**MATERIAL FOR THIS TASK:**
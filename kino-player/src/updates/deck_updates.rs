use iced::Task;
use kino_model::{Decision, Film, FilmId};

use crate::deck::MAX_EMPTY_BATCH_ATTEMPTS;
use crate::infrastructure::ApiError;
use crate::messages::{Message, deck};
use crate::state::State;
use crate::updates::{auth_updates, request_posters};

pub fn handle(state: &mut State, message: deck::Message) -> Task<Message> {
    match message {
        deck::Message::Classify(id, decision) => classify(state, id, decision),
        deck::Message::ClassifyFront(decision) => classify_front(state, decision),
        deck::Message::InteractionRecorded {
            id,
            decision,
            result,
        } => interaction_recorded(state, id, decision, result),
        deck::Message::BatchLoaded { attempt, result } => batch_loaded(state, attempt, result),
        deck::Message::OpenDetail(id) => {
            state.deck.open_detail(id);
            Task::none()
        }
        deck::Message::CloseDetail => {
            state.deck.close_detail();
            Task::none()
        }
    }
}

pub fn classify_front(state: &mut State, decision: Decision) -> Task<Message> {
    match state.deck.front().map(|f| f.id) {
        Some(id) => classify(state, id, decision),
        None => Task::none(),
    }
}

fn classify(state: &mut State, id: FilmId, decision: Decision) -> Task<Message> {
    let outcome = match state.deck.classify(id, decision) {
        Ok(outcome) => outcome,
        Err(err) => {
            // Stale intent (gesture resolved after the queue moved on, or a
            // repeated keypress); dropping it is the contract.
            log::debug!("[Deck] ignoring classify: {}", err);
            return Task::none();
        }
    };

    log::info!("[Deck] {} film {}", decision, id);
    state.notice = None;

    let films = state.films.clone();
    let mut tasks = vec![Task::perform(
        async move { films.record_interaction(id, decision).await },
        move |result| {
            Message::Deck(deck::Message::InteractionRecorded {
                id,
                decision,
                result,
            })
        },
    )];

    if outcome.needs_top_up {
        tasks.push(start_top_up(state));
    }

    Task::batch(tasks)
}

/// Begin a top-up cycle unless one is already running.
pub fn start_top_up(state: &mut State) -> Task<Message> {
    match state.deck.begin_top_up() {
        Some(attempt) => fetch_batch(state, attempt),
        None => Task::none(),
    }
}

fn fetch_batch(state: &State, attempt: u8) -> Task<Message> {
    let films = state.films.clone();
    Task::perform(async move { films.next_batch().await }, move |result| {
        Message::Deck(deck::Message::BatchLoaded { attempt, result })
    })
}

fn interaction_recorded(
    state: &mut State,
    id: FilmId,
    decision: Decision,
    result: Result<(), ApiError>,
) -> Task<Message> {
    match result {
        Ok(()) => {
            log::debug!("[Deck] {} recorded for film {}", decision, id);
            Task::none()
        }
        Err(ApiError::Unauthorized) => auth_updates::session_expired(state),
        Err(err) => {
            // Optimistic removal stays; the server just may not remember
            // this decision.
            log::error!("[Deck] failed to record {} for film {}: {}", decision, id, err);
            state.notice = Some("Couldn't save your last rating.".to_string());
            Task::none()
        }
    }
}

fn batch_loaded(
    state: &mut State,
    attempt: u8,
    result: Result<Vec<Film>, ApiError>,
) -> Task<Message> {
    state.initial_loading = false;

    match result {
        Ok(batch) => {
            let admitted = state.deck.admit_batch(batch);
            log::info!(
                "[Deck] batch attempt {} admitted {} films ({} queued)",
                attempt,
                admitted,
                state.deck.len()
            );

            let mut tasks = Vec::new();
            if let Some(next) = state.deck.on_batch_admitted(admitted) {
                log::info!(
                    "[Deck] batch was fully seen, retrying ({}/{})",
                    next,
                    MAX_EMPTY_BATCH_ATTEMPTS
                );
                tasks.push(fetch_batch(state, next));
            }

            let queued: Vec<Film> = state.deck.films().cloned().collect();
            tasks.push(request_posters(state, &queued));
            Task::batch(tasks)
        }
        Err(ApiError::Unauthorized) => auth_updates::session_expired(state),
        Err(err) => {
            // Queue keeps whatever it had; an empty deck renders its
            // explicit empty state rather than spinning.
            log::error!("[Deck] failed to fetch next batch: {}", err);
            state.deck.abort_fetch();
            Task::none()
        }
    }
}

**EXERCISE DETAILS:** Copy out all of the data exactly, leaving nothing out.

**EXPECTED ANSWER:**
filename kino-player/src/updates/deck_updates.rs
use iced::Task;
use kino_model::{Decision, Film, FilmId};

use crate::deck::MAX_EMPTY_BATCH_ATTEMPTS;
use crate::infrastructure::ApiError;
use crate::messages::{Message, deck};
use crate::state::State;
use crate::updates::{auth_updates, request_posters};

pub fn handle(state: &mut State, message: deck::Message) -> Task<Message> {
    match message {
        deck::Message::Classify(id, decision) => classify(state, id, decision),
        deck::Message::ClassifyFront(decision) => classify_front(state, decision),
        deck::Message::InteractionRecorded {
            id,
            decision,
            result,
        } => interaction_recorded(state, id, decision, result),
        deck::Message::BatchLoaded { attempt, result } => batch_loaded(state, attempt, result),
        deck::Message::OpenDetail(id) => {
            state.deck.open_detail(id);
            Task::none()
        }
        deck::Message::CloseDetail => {
            state.deck.close_detail();
            Task::none()
        }
    }
}

pub fn classify_front(state: &mut State, decision: Decision) -> Task<Message> {
    match state.deck.front().map(|f| f.id) {
        Some(id) => classify(state, id, decision),
        None => Task::none(),
    }
}

fn classify(state: &mut State, id: FilmId, decision: Decision) -> Task<Message> {
    let outcome = match state.deck.classify(id, decision) {
        Ok(outcome) => outcome,
        Err(err) => {
            // Stale intent (gesture resolved after the queue moved on, or a
            // repeated keypress); dropping it is the contract.
            log::debug!("[Deck] ignoring classify: {}", err);
            return Task::none();
        }
    };

    log::info!("[Deck] {} film {}", decision, id);
    state.notice = None;

    let films = state.films.clone();
    let mut tasks = vec![Task::perform(
        async move { films.record_interaction(id, decision).await },
        move |result| {
            Message::Deck(deck::Message::InteractionRecorded {
                id,
                decision,
                result,
            })
        },
    )];

    if outcome.needs_top_up {
        tasks.push(start_top_up(state));
    }

    Task::batch(tasks)
}

/// Begin a top-up cycle unless one is already running.
pub fn start_top_up(state: &mut State) -> Task<Message> {
    match state.deck.begin_top_up() {
        Some(attempt) => fetch_batch(state, attempt),
        None => Task::none(),
    }
}

fn fetch_batch(state: &State, attempt: u8) -> Task<Message> {
    let films = state.films.clone();
    Task::perform(async move { films.next_batch().await }, move |result| {
        Message::Deck(deck::Message::BatchLoaded { attempt, result })
    })
}

fn interaction_recorded(
    state: &mut State,
    id: FilmId,
    decision: Decision,
    result: Result<(), ApiError>,
) -> Task<Message> {
    match result {
        Ok(()) => {
            log::debug!("[Deck] {} recorded for film {}", decision, id);
            Task::none()
        }
        Err(ApiError::Unauthorized) => auth_updates::session_expired(state),
        Err(err) => {
            // Optimistic removal stays; the server just may not remember
            // this decision.
            log::error!("[Deck] failed to record {} for film {}: {}", decision, id, err);
            state.notice = Some("Couldn't save your last rating.".to_string());
            Task::none()
        }
    }
}

fn batch_loaded(
    state: &mut State,
    attempt: u8,
    result: Result<Vec<Film>, ApiError>,
) -> Task<Message> {
    state.initial_loading = false;

    match result {
        Ok(batch) => {
            let admitted = state.deck.admit_batch(batch);
            log::info!(
                "[Deck] batch attempt {} admitted {} films ({} queued)",
                attempt,
                admitted,
                state.deck.len()
            );

            let mut tasks = Vec::new();
            if let Some(next) = state.deck.on_batch_admitted(admitted) {
                log::info!(
                    "[Deck] batch was fully seen, retrying ({}/{})",
                    next,
                    MAX_EMPTY_BATCH_ATTEMPTS
                );
                tasks.push(fetch_batch(state, next));
            }

            let queued: Vec<Film> = state.deck.films().cloned().collect();
            tasks.push(request_posters(state, &queued));
            Task::batch(tasks)
        }
        Err(ApiError::Unauthorized) => auth_updates::session_expired(state),
        Err(err) => {
            // Queue keeps whatever it had; an empty deck renders its
            // explicit empty state rather than spinning.
            log::error!("[Deck] failed to fetch next batch: {}", err);
            state.deck.abort_fetch();
            Task::none()
        }
    }
}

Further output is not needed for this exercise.